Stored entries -
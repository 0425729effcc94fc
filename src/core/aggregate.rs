//! Aggregation engine: statistics, per-employee reports, performance trends,
//! department insights and the dashboard summary, all computed over a
//! time-windowed attendance slice.
//!
//! The SQL loader only selects rows; every computation is a pure function
//! over the loaded slice so the formulas are unit-testable without a
//! database. Grouping and summation are order-independent, which is why
//! aggregation reads need no transactional snapshot.

use std::collections::BTreeMap;
use std::str::FromStr;

use chrono::{DateTime, Utc};
use serde::{Deserialize, Serialize};
use sqlx::MySqlPool;
use strum::{Display, EnumString};
use utoipa::ToSchema;

use crate::core::clock::{self, Window};
use crate::error::AppError;
use crate::model::attendance::AttendanceStatus;
use crate::model::user::UserSlim;

/// The slice of a record the aggregations need, joined with its owner.
#[derive(Debug, Clone, sqlx::FromRow)]
pub struct AttendanceRow {
    pub user_id: u64,
    pub user_name: String,
    pub user_email: String,
    pub department: Option<String>,
    pub check_in_time: DateTime<Utc>,
    pub check_out_time: Option<DateTime<Utc>>,
    pub work_from_home: bool,
    pub late_arrival: bool,
    pub missing_checkout: bool,
    pub status: AttendanceStatus,
}

impl AttendanceRow {
    fn hours(&self) -> Option<f64> {
        self.check_out_time
            .map(|out| (out - self.check_in_time).num_milliseconds() as f64 / 3_600_000.0)
    }
}

async fn load_window(
    pool: &MySqlPool,
    window: &Window,
    department: Option<&str>,
) -> Result<Vec<AttendanceRow>, AppError> {
    let mut sql = String::from(
        r#"
        SELECT a.user_id, u.name AS user_name, u.email AS user_email, u.department,
               a.check_in_time, a.check_out_time, a.work_from_home, a.late_arrival,
               a.missing_checkout, a.status
        FROM attendance a
        JOIN users u ON u.id = a.user_id
        WHERE 1=1
        "#,
    );
    if department.is_some() {
        sql.push_str(" AND u.department = ?");
    }
    if window.start.is_some() {
        sql.push_str(" AND a.check_in_time >= ?");
    }
    if window.end.is_some() {
        sql.push_str(" AND a.check_in_time <= ?");
    }

    let mut query = sqlx::query_as::<_, AttendanceRow>(&sql);
    if let Some(department) = department {
        query = query.bind(department.to_string());
    }
    if let Some(start) = window.start {
        query = query.bind(start);
    }
    if let Some(end) = window.end {
        query = query.bind(end);
    }

    Ok(query.fetch_all(pool).await?)
}

pub fn round2(value: f64) -> f64 {
    (value * 100.0).round() / 100.0
}

/// `part / total` as a 2-decimal percentage; 0 when the denominator is 0,
/// never NaN.
fn rate(part: u64, total: u64) -> f64 {
    if total == 0 {
        return 0.0;
    }
    round2(part as f64 / total as f64 * 100.0)
}

#[derive(Debug, PartialEq, Serialize, ToSchema)]
pub struct StatsSummary {
    #[schema(example = 120)]
    pub total_records: u64,
    #[schema(example = 98)]
    pub present_count: u64,
    #[schema(example = 22)]
    pub late_count: u64,
    #[schema(example = 35)]
    pub wfh_count: u64,
    #[schema(example = 4)]
    pub missing_checkout_count: u64,
    #[schema(example = 7.85)]
    pub avg_hours: f64,
    #[schema(example = 81.67)]
    pub on_time_rate: f64,
}

/// Counts plus the two derived rates over a window slice.
pub fn summarize(rows: &[AttendanceRow]) -> StatsSummary {
    let total_records = rows.len() as u64;
    let present_count = rows
        .iter()
        .filter(|r| r.status == AttendanceStatus::Present)
        .count() as u64;
    let late_count = rows.iter().filter(|r| r.late_arrival).count() as u64;
    let wfh_count = rows.iter().filter(|r| r.work_from_home).count() as u64;
    let missing_checkout_count = rows.iter().filter(|r| r.missing_checkout).count() as u64;

    let closed: Vec<f64> = rows.iter().filter_map(AttendanceRow::hours).collect();
    let avg_hours = if closed.is_empty() {
        0.0
    } else {
        round2(closed.iter().sum::<f64>() / closed.len() as f64)
    };

    StatsSummary {
        total_records,
        present_count,
        late_count,
        wfh_count,
        missing_checkout_count,
        avg_hours,
        on_time_rate: rate(total_records - late_count, total_records),
    }
}

pub async fn stats(
    pool: &MySqlPool,
    window: &Window,
    department: Option<&str>,
) -> Result<StatsSummary, AppError> {
    let rows = load_window(pool, window, department).await?;
    Ok(summarize(&rows))
}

TASK -
Print every line of the records above without a single difference.

WRITTEN ANSWER -
repository 0425729effcc94fc
filename src/core/aggregate.rs
//! Aggregation engine: statistics, per-employee reports, performance trends,
//! department insights and the dashboard summary, all computed over a
//! time-windowed attendance slice.
//!
//! The SQL loader only selects rows; every computation is a pure function
//! over the loaded slice so the formulas are unit-testable without a
//! database. Grouping and summation are order-independent, which is why
//! aggregation reads need no transactional snapshot.

use std::collections::BTreeMap;
use std::str::FromStr;

use chrono::{DateTime, Utc};
use serde::{Deserialize, Serialize};
use sqlx::MySqlPool;
use strum::{Display, EnumString};
use utoipa::ToSchema;

use crate::core::clock::{self, Window};
use crate::error::AppError;
use crate::model::attendance::AttendanceStatus;
use crate::model::user::UserSlim;

/// The slice of a record the aggregations need, joined with its owner.
#[derive(Debug, Clone, sqlx::FromRow)]
pub struct AttendanceRow {
    pub user_id: u64,
    pub user_name: String,
    pub user_email: String,
    pub department: Option<String>,
    pub check_in_time: DateTime<Utc>,
    pub check_out_time: Option<DateTime<Utc>>,
    pub work_from_home: bool,
    pub late_arrival: bool,
    pub missing_checkout: bool,
    pub status: AttendanceStatus,
}

impl AttendanceRow {
    fn hours(&self) -> Option<f64> {
        self.check_out_time
            .map(|out| (out - self.check_in_time).num_milliseconds() as f64 / 3_600_000.0)
    }
}

async fn load_window(
    pool: &MySqlPool,
    window: &Window,
    department: Option<&str>,
) -> Result<Vec<AttendanceRow>, AppError> {
    let mut sql = String::from(
        r#"
        SELECT a.user_id, u.name AS user_name, u.email AS user_email, u.department,
               a.check_in_time, a.check_out_time, a.work_from_home, a.late_arrival,
               a.missing_checkout, a.status
        FROM attendance a
        JOIN users u ON u.id = a.user_id
        WHERE 1=1
        "#,
    );
    if department.is_some() {
        sql.push_str(" AND u.department = ?");
    }
    if window.start.is_some() {
        sql.push_str(" AND a.check_in_time >= ?");
    }
    if window.end.is_some() {
        sql.push_str(" AND a.check_in_time <= ?");
    }

    let mut query = sqlx::query_as::<_, AttendanceRow>(&sql);
    if let Some(department) = department {
        query = query.bind(department.to_string());
    }
    if let Some(start) = window.start {
        query = query.bind(start);
    }
    if let Some(end) = window.end {
        query = query.bind(end);
    }

    Ok(query.fetch_all(pool).await?)
}

pub fn round2(value: f64) -> f64 {
    (value * 100.0).round() / 100.0
}

/// `part / total` as a 2-decimal percentage; 0 when the denominator is 0,
/// never NaN.
fn rate(part: u64, total: u64) -> f64 {
    if total == 0 {
        return 0.0;
    }
    round2(part as f64 / total as f64 * 100.0)
}

#[derive(Debug, PartialEq, Serialize, ToSchema)]
pub struct StatsSummary {
    #[schema(example = 120)]
    pub total_records: u64,
    #[schema(example = 98)]
    pub present_count: u64,
    #[schema(example = 22)]
    pub late_count: u64,
    #[schema(example = 35)]
    pub wfh_count: u64,
    #[schema(example = 4)]
    pub missing_checkout_count: u64,
    #[schema(example = 7.85)]
    pub avg_hours: f64,
    #[schema(example = 81.67)]
    pub on_time_rate: f64,
}

/// Counts plus the two derived rates over a window slice.
pub fn summarize(rows: &[AttendanceRow]) -> StatsSummary {
    let total_records = rows.len() as u64;
    let present_count = rows
        .iter()
        .filter(|r| r.status == AttendanceStatus::Present)
        .count() as u64;
    let late_count = rows.iter().filter(|r| r.late_arrival).count() as u64;
    let wfh_count = rows.iter().filter(|r| r.work_from_home).count() as u64;
    let missing_checkout_count = rows.iter().filter(|r| r.missing_checkout).count() as u64;

    let closed: Vec<f64> = rows.iter().filter_map(AttendanceRow::hours).collect();
    let avg_hours = if closed.is_empty() {
        0.0
    } else {
        round2(closed.iter().sum::<f64>() / closed.len() as f64)
    };

    StatsSummary {
        total_records,
        present_count,
        late_count,
        wfh_count,
        missing_checkout_count,
        avg_hours,
        on_time_rate: rate(total_records - late_count, total_records),
    }
}

pub async fn stats(
    pool: &MySqlPool,
    window: &Window,
    department: Option<&str>,
) -> Result<StatsSummary, AppError> {
    let rows = load_window(pool, window, department).await?;
    Ok(summarize(&rows))
}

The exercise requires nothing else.